2§ Николай Спафария.

Неудача посольства Байкова, конечно, не могла воспрепятствовать дальнейшему сближению русских с подданными цинской империи. В 60-х годах продолжалось заселение Приамурья русскими людьми, которые доставляли все больше хлопот местным маньчжурским военачальникам. Последние довольно быстро убедились, что одной военной силой с выходцами из далекой западной Московии им не сладить. Один из цинских чиновников писал в те годы о русских: «оружие их весьма страшно, они храбры, как тигры, и очень искусны в стрелянии из ружей»[47]. Мало-помалу дипломатические переговоры стали обычным делом в сношениях пограничных властей Китая и России. В 1670 г. сам император Канси, новый правитель цинской империи, отправил царю Алексею Михайловичу грамоту с предложением установить друже­ственные посольские и торговые отношения. В ответ русское правительство направило в Пекин новое посольство. Во главе его был поставлен Николай Спафарий (Спатарь Милеску), бывший советник молдавского господаря, который в 1672 г. приехал в Москву и поступил на службу в Посольский приказ «переводчиком еллинского, греческого, латинского и волосского языков»[48]. Человек широко образованный и одаренный, Спафарий был, без сомнения, превосходной кандидатурой на должность главы дипломатической миссии. Русское правительство поручило ему добиться установления мирной торговли с Китаем и требовать присылки в Москву «природного китайца», который привез бы в подарок русскому царю драгоценные камни и дорогие шелка. Кроме того, в «Наказной памяти» Посольского приказа Спафарию вменялось в обязанность предпринять в Китае следующее:

«Буде обыщутца лекарства и корени, которых в Московском государстве нет, а от всех болезней они вящее, и им тех лекарств и корени купить на опыт сколько мочно.

Также есть ли в Китаях семена огородные или звери небольшие и птицы, от которых в Российском государстве чаять быти плоду, и того потому ж купя вывести, сколько мочно.

Быде обыщутца в Китайском государстве самые художные мастеры каменных мостов, и им тех мастеров приговорити в службу великого государя на время, и естьли об них хан поволит, и их к Москве вывесть с собою»[49] .

Разумеется, и Спафарий вез богдыхану несколько коробов с дорогими подарками: редкие меха и сукна, зеркала и часы, янтарь и прочие диковинные для китайцев предметы.

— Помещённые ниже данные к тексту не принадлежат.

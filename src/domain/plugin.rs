use async_trait::async_trait;

use crate::{
    domain::repositories::hosts_config_repository::ConfigManager,
    error::{PluginError, ValidationError},
    model::snapshot::ConfigSnapshot,
};

pub trait ConfigValidator: Send + Sync {
    fn name(&self) -> &str;

    fn subscription_info(&self) -> &str;

    fn validate_set(&self, props: &ConfigSnapshot) -> Result<(), ValidationError>;

    fn validate_delete(&self, _domains: &[String]) -> Result<(), ValidationError> {
        Ok(())
    }
}

#[async_trait]
pub trait ConfigActivator: Send + Sync {
    fn name(&self) -> &str;

    fn subscription_info(&self) -> &str;

    async fn activate_set(&self, props: &ConfigSnapshot) -> Result<(), PluginError>;

    async fn activate_delete(&self, domains: &[String]) -> Result<(), PluginError>;

    async fn activate_full(&self, target: Option<&str>) -> Result<(), PluginError>;
}

pub trait UserConfigPlugin: Send + Sync {
    fn name(&self) -> &str;

    fn handle(&self, confman: &mut dyn ConfigManager) -> Result<(), PluginError>;
}
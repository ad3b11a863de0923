use thiserror::Error;

#[derive(Debug, Error)]
pub enum ConfigError {
    #[error("config parse error: {0}")]
    ParseConfigError(String),
    #[error("io error")]
    IoError(#[from] std::io::Error),
    #[error("empty path")]
    EmptyPath,
    #[error("unknown config type")]
    UnknownConfigType,
    #[error("empty content")]
    EmptyContent,
    #[error("unsupported format: {format}")]
    UnsupportedFormat { format: String },
    #[error(transparent)]
    Validation(#[from] ValidationError),
}

// 校验失败：只有一种错误，调用方通过描述文本区分失败原因
#[derive(Debug, Clone, PartialEq, Eq, Error)]
#[error("Validation error in {validator}: {description}")]
pub struct ValidationError {
    pub validator: &'static str,
    pub description: String,
}

impl ValidationError {
    pub fn caas(description: impl Into<String>) -> Self {
        Self {
            validator: "caas_validation",
            description: description.into(),
        }
    }
}

#[derive(Debug, Error)]
pub enum PluginError {
    #[error(transparent)]
    Validation(#[from] ValidationError),
    #[error("playbook {playbook} failed: {reason}")]
    Playbook { playbook: String, reason: String },
    #[error("hosts config error: {0}")]
    HostsConfig(String),
    #[error("invalid subscription of {plugin}: {reason}")]
    InvalidSubscription { plugin: String, reason: String },
}
pub mod hosts_config_repository;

В мае 1675 года Спафарий выехал из Тобольска, держа путь на юго-восток, а через семь месяцев русское посольство добралось до маньчжурского пограничного города Науна. Губернатор Науна в сопровождении двухсот воинов лично выехал встречать русского посла за ворота крепости. В свою очередь и Спафарий, отвечая на любезность любезностью, вышел к китайцам из своего лагеря и пригласил губернатора в свою дорожную юрту. Состоялась, говоря языком дипломатов, «теплая, дружественная беседа». Увидев грамоту, посланную императором Канси русскому царю, китайцы несколько успокоились и выделили русскому посольству надлежащее число повозок и коней, а также приличествующую официальной миссии охрану.

Больше месяца провел Спафарий в пограничном китайском городке, дожидаясь прибытия из Пекина чиновников, ведавших приемом иностранных посольств. Наконец, приехал заместитель главы дворцового Ведомства Церемоний, носивший у маньчжур звание асканьи-амбань (Спафарий именует его просто асканьямом). Тут же случился первый дипломатический инцидент: и Спафарий, и асканьи-амбань наотрез отказались первыми навестить своего визави по переговорам. В конце концов, Спафарий согласился встретиться с полномочным представителем богдыхана в отдельной юрте, выговорив себе право войти в нее первым. На встрече асканьи-амбань без долгих слов объявил, что богдыхан поручил ему распечатать и прочесть грамоту русского царя, а если русский посол откажется эту грамоту ему передать, с ним поступят так же, как с Байковым. Спафарий ответил пространной речью, в которой сравнил русского царя с солнцем, а остальных государей — с «великими звездами», и, как солнце посылает свои лучи всему сущему в мире, так и русский царь распространяет вокруг себя любовь и дружбу. И вообще, продолжал Спафарий, «хоть все государства собирешь вместе и еще к тому иные многие прибавишь, а не зделаешь такого великого государства, что наш великий государь, его царское величество, божиею милостью са-модержно владеет». В Москве, сказал далее русский посол, не нашлось человека, который мог бы прочесть грамоту цинского владыки, но московский царь был уверен, что богдыхан, как «славный государь», не может в ней ничего написать, кроме слов дружбы и любви, а потому и выслал ответное посольство с такой же «любительной грамотой». Негоже теперь эту грамоту силой отбирать. А впрочем, заявил под конец русский посол, «с посольством послано много служилых людей, и они будут царские грамоты защищать, не щадя жизни»[50] .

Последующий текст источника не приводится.